By the 1970s human activity on the planet was suspected. Research then moved to the Russian underground Vostok Station in 1984 and supported by the US National Science Foundation. Ice cores were stored at -57°C and the Russian drillers operated to over 2,000 m depth with 20 tons of ice 150,000 years old returned to France for analysis.
The final hole at Vostok led to retrieval of 3,603m of ice spanning 420,000 years and from this the first bubble of Co2 was analysed, leading to the discovery that there were four eras of glaciation. There proved to be a link between temperature and Co2 levels and sea levels were found to have varied to 120 m. Results were confirmed by scientists around the world.

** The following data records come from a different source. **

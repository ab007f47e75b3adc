//! Events and their one-line text form.

use core::fmt::Write as _;

use heapless::String;

use crate::boot::ResetReason;
use crate::clock::Resolved;

/// Longest log line, newline included.
pub const MAX_LINE_LEN: usize = 96;

/// One formatted log line, terminated by `\n`.
///
/// The same bytes are appended to the log file and published on the
/// forwarding channel.
pub type LogLine = String<MAX_LINE_LEN>;

/// What happened.
#[derive(Debug, Clone, Copy, PartialEq, Eq)]
pub enum EventKind {
    /// An input line went to its active level.
    ButtonPress,
    /// The device started; carries the classified reset cause.
    Boot(ResetReason),
    /// The bulk-clear combination wiped the logs.
    ComboClear {
        /// Label of the first line of the pair.
        first: &'static str,
        /// Label of the second line of the pair.
        second: &'static str,
    },
}

/// An immutable record of something worth logging.
#[derive(Debug, Clone, Copy, PartialEq, Eq)]
pub struct Event {
    /// Input label for presses, `"Boot"` or `"Clear"` otherwise.
    pub source: &'static str,
    /// Time of detection. [`Resolved::Unavailable`] until stamped.
    pub occurred_at: Resolved,
    /// Event classification.
    pub kind: EventKind,
}

impl Event {
    /// A press on the line labelled `source`.
    pub fn press(source: &'static str) -> Self {
        Self {
            source,
            occurred_at: Resolved::Unavailable,
            kind: EventKind::ButtonPress,
        }
    }

    /// A boot record.
    pub fn boot(reason: ResetReason) -> Self {
        Self {
            source: "Boot",
            occurred_at: Resolved::Unavailable,
            kind: EventKind::Boot(reason),
        }
    }

    /// A bulk-clear audit record for the pair `first`+`second`.
    pub fn combo_clear(first: &'static str, second: &'static str) -> Self {
        Self {
            source: "Clear",
            occurred_at: Resolved::Unavailable,
            kind: EventKind::ComboClear { first, second },
        }
    }

    /// Attach the resolved detection time.
    pub fn at(mut self, time: Resolved) -> Self {
        self.occurred_at = time;
        self
    }

    /// Render the event as a log line.
    ///
    /// - press: `<ts> <label>\n`
    /// - boot: `<ts> [Boot] <reason>\n`
    /// - clear: `<ts> [Clear] <labelA>+<labelB>\n`
    ///
    /// Fails only if the labels push the line past [`MAX_LINE_LEN`].
    pub fn line(&self) -> Result<LogLine, core::fmt::Error> {
        let mut line = LogLine::new();
        let ts = self.occurred_at.timestamp();
        match self.kind {
            EventKind::ButtonPress => writeln!(line, "{} {}", ts, self.source)?,
            EventKind::Boot(reason) => writeln!(line, "{} [Boot] {}", ts, reason.as_str())?,
            EventKind::ComboClear { first, second } => {
                writeln!(line, "{} [Clear] {}+{}", ts, first, second)?
            }
        }
        Ok(line)
    }
}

Sea ice, the eighth continent lecture by Agnès
Lecturer at 17:00 – Agnès begins with reference to the three types of sea ice; glacier or continental ice; sea ice or frozen sea water and permafrost or permanently frozen ground. Sea ice covers 7% of the Earth’s surface and 12% of the World’s oceans. In the Antarctic, it is at its minimum in February and maximum in September when the area of the continent doubles. Agnès then spoke about formation being governed by air and water temperature, wind and salt.
The various stages of sea ice formation includes Frazil (crystals), sheets, grease, nilas, pancakes, ice sheets and reference was made to salinity (35gm/L) and brine exclusion in which dense colder saline solution leaves the sea ice and extends as “brinnacles” to the sea floor.

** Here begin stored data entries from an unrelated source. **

#[cfg(test)]
mod tests {
    use super::*;
    use crate::storage::error::Error as StoreError;
    use crate::storage::{MemFile, MemStore};
    use chrono::NaiveDate;

    type Store = MemStore<8, 256>;

    fn day(d: u32) -> Resolved {
        Resolved::Valid(
            NaiveDate::from_ymd_opt(2024, 1, d)
                .unwrap()
                .and_hms_opt(9, 30, 0)
                .unwrap(),
        )
    }

    fn mounted() -> LogStore<Store> {
        let mut log = LogStore::new(Store::new());
        log.mount().unwrap();
        log
    }

    #[test]
    fn test_names() {
        assert_eq!(path_for("2024-01-01").unwrap().as_str(), "log-2024-01-01.txt");
        assert!(is_log_file_name("log-2024-01-01.txt"));
        assert!(is_log_file_name("log-unknown.txt"));
        assert!(!is_log_file_name("log-2024-13-01.txt"));
        assert!(!is_log_file_name("log-2024-1-01.txt"));
        assert!(!is_log_file_name("log-abcd-01-01.txt"));
        assert!(!is_log_file_name("config.json"));
        assert!(!is_log_file_name("log-2024-01-01.csv"));
    }

    #[test]
    fn test_append_rotates_by_date() {
        let mut log = mounted();
        let a = log.record(&Event::press("Blue").at(day(1))).unwrap();
        let b = log.record(&Event::press("Yellow").at(day(2))).unwrap();
        let c = log.record(&Event::press("Blue").at(day(2))).unwrap();

        assert_eq!(a.as_str(), "log-2024-01-01.txt");
        assert_eq!(b, c);
        assert_eq!(
            log.store().contents("log-2024-01-02.txt"),
            Some(&b"2024-01-02 09:30:00 Yellow\n2024-01-02 09:30:00 Blue\n"[..])
        );

        let names: Vec<LogFileName, 4> = log.log_file_names().unwrap();
        assert_eq!(names.len(), 2);
        assert!(names.iter().any(|n| n == &a));
    }

    #[test]
    fn test_unavailable_clock_goes_to_unknown_file() {
        let mut log = mounted();
        log.record(&Event::press("Blue")).unwrap();
        log.record(&Event::press("Yellow")).unwrap();
        assert_eq!(
            log.store().contents("log-unknown.txt"),
            Some(&b"unknown-time Blue\nunknown-time Yellow\n"[..])
        );
    }

    #[test]
    fn test_unmounted_store_reports_instead_of_panicking() {
        let mut log = LogStore::new(Store::new());
        assert_eq!(log.record(&Event::press("Blue")), Err(LogError::NotMounted));
        assert_eq!(log.count(), Err(LogError::NotMounted));
        assert!(!log.exists("log-unknown.txt"));
    }

    #[test]
    fn test_full_store_reports_open_failure() {
        let mut log = LogStore::new(MemStore::<1, 64>::new());
        log.mount().unwrap();
        log.record(&Event::press("Blue").at(day(1))).unwrap();
        assert_eq!(
            log.record(&Event::press("Blue").at(day(2))),
            Err(LogError::Open)
        );
    }

    #[test]
    fn test_remove_all_is_idempotent() {
        let mut log = mounted();
        for d in 1..=5 {
            log.record(&Event::press("Blue").at(day(d))).unwrap();
        }
        log.record(&Event::press("Blue")).unwrap();

        let report = log.remove_all().unwrap();
        assert_eq!(report.removed, 6);
        assert!(report.is_clean());
        assert_eq!(log.count().unwrap(), 0);

        let again = log.remove_all().unwrap();
        assert_eq!(again, ClearReport::default());
    }

    /// Refuses to delete the files of the first `stuck_days` days.
    struct Stubborn {
        inner: MemStore<24, 64>,
        stuck_days: u32,
    }

    impl FileStore for Stubborn {
        type Error = StoreError;
        type File<'a> = MemFile<'a, 64>;

        fn open(&mut self, name: &str, mode: OpenMode) -> Result<Self::File<'_>, Self::Error> {
            self.inner.open(name, mode)
        }

        fn exists(&mut self, name: &str) -> bool {
            self.inner.exists(name)
        }

        fn remove(&mut self, name: &str) -> Result<(), Self::Error> {
            let day = name.get(12..14).and_then(|d| d.parse::<u32>().ok());
            if day.is_some_and(|d| d <= self.stuck_days) {
                return Err(StoreError::RemoveError);
            }
            self.inner.remove(name)
        }

        fn list(&mut self, prefix: &str, visit: &mut dyn FnMut(&str)) -> Result<(), Self::Error> {
            self.inner.list(prefix, visit)
        }
    }

    fn stubborn(files: u32, stuck_days: u32) -> LogStore<Stubborn> {
        let mut log = LogStore::new(Stubborn {
            inner: MemStore::new(),
            stuck_days,
        });
        log.mount().unwrap();
        for d in 1..=files {
            log.record(&Event::press("Blue").at(day(d))).unwrap();
        }
        log
    }

    #[test]
    fn test_remove_all_reports_failures_and_continues() {
        let mut log = stubborn(5, 2);

        let report = log.remove_all().unwrap();
        assert_eq!(report.removed, 3);
        let failed: std::vec::Vec<&str> = report.failed.iter().map(|n| n.as_str()).collect();
        assert_eq!(failed, ["log-2024-01-01.txt", "log-2024-01-02.txt"]);
        assert!(!report.incomplete);
        assert!(!report.is_clean());
        assert_eq!(log.count().unwrap(), 2);

        // Leftovers are attempted again by the next clear.
        let again = log.remove_all().unwrap();
        assert_eq!(again.removed, 0);
        assert_eq!(again.failed.len(), 2);
    }

    #[test]
    fn test_remove_all_attempts_every_file_past_failure_cap() {
        let mut log = stubborn(20, 10);

        let report = log.remove_all().unwrap();
        assert_eq!(report.removed, 10);
        assert_eq!(report.failed.len(), MAX_CLEAR_FAILURES);
        assert_eq!(report.failed[0].as_str(), "log-2024-01-01.txt");
        assert_eq!(report.failed[7].as_str(), "log-2024-01-08.txt");
        assert!(report.incomplete);

        assert_eq!(log.count().unwrap(), 10);
        assert!(log.exists("log-2024-01-10.txt"));
        assert!(!log.exists("log-2024-01-11.txt"));
        assert!(!log.exists("log-2024-01-20.txt"));
    }

    #[test]
    fn test_open_and_remove_single_file() {
        let mut log = mounted();
        log.record(&Event::press("Blue").at(day(1))).unwrap();

        let mut file = log.open("log-2024-01-01.txt").unwrap();
        let mut buf = [0u8; 64];
        let n = file.read(&mut buf).unwrap();
        assert_eq!(&buf[..n], b"2024-01-01 09:30:00 Blue\n");

        assert_eq!(log.open("log-2024-01-02.txt").err(), Some(LogError::NotFound));
        assert_eq!(log.open("config.json").err(), Some(LogError::NotFound));

        log.remove("log-2024-01-01.txt").unwrap();
        assert_eq!(log.remove("log-2024-01-01.txt"), Err(LogError::NotFound));
    }
}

Reference was made to Ice Concentration and the WMO colour code with ice cover measured in 10ths. The importance of sea ice to wildlife and humans, the evolution of sea ice in the Polar Regions and finally, consequences for humans concluded an extremely useful and interesting lecture.
1900 – Dinner in “Ice Culture” restaurant. Bon appetit! … and a birthday.
Dr Bren hosted dinner with guests: Jacques, Kathy, Sue, Linda and Dave and Shoko and Hiro.
Our ever-consistent chef’s prepare a Lamb Rump with Pumpkin Puree & Spiced Lentils or Monkfish with Mash Potato, Greens & Beurre Rouge for our mains and then we celebrate the second birthday of our voyage by singing happy birthday to Stephen Moon. Bek presented him with a delicious carrot cake which we all savoured.
Day 23: Sunday 3 March
Bound for Campbell Island
Data at 0800: Air Temp: 6°C Sea Temp: 8°C
Position at 1200: 58°08.85’S; 165°06.0’E
Documentary - Emperors of the Antarctic
09:30 – Documentary by Max Quinn, Natural History New Zealand.
11:00 screening Worst Journey in the World
This is a 2007 BBC Television docudrama based on the 1922 memoir written by Apsley Cherry-Garrard on Scott’s British Antarctic Expedition 1910-13. The film highlights the difficulties encountered by these early explorers and the human suffering under extreme conditions. It's based on the memoir of Cherry-Gerard of 1922, who was a member of the expedition. The narrator is Barry Letts, best known for his tenure as the producer of Doctor Who, played Cherry-Garrard in the 1948 film Scott of the Antarctic.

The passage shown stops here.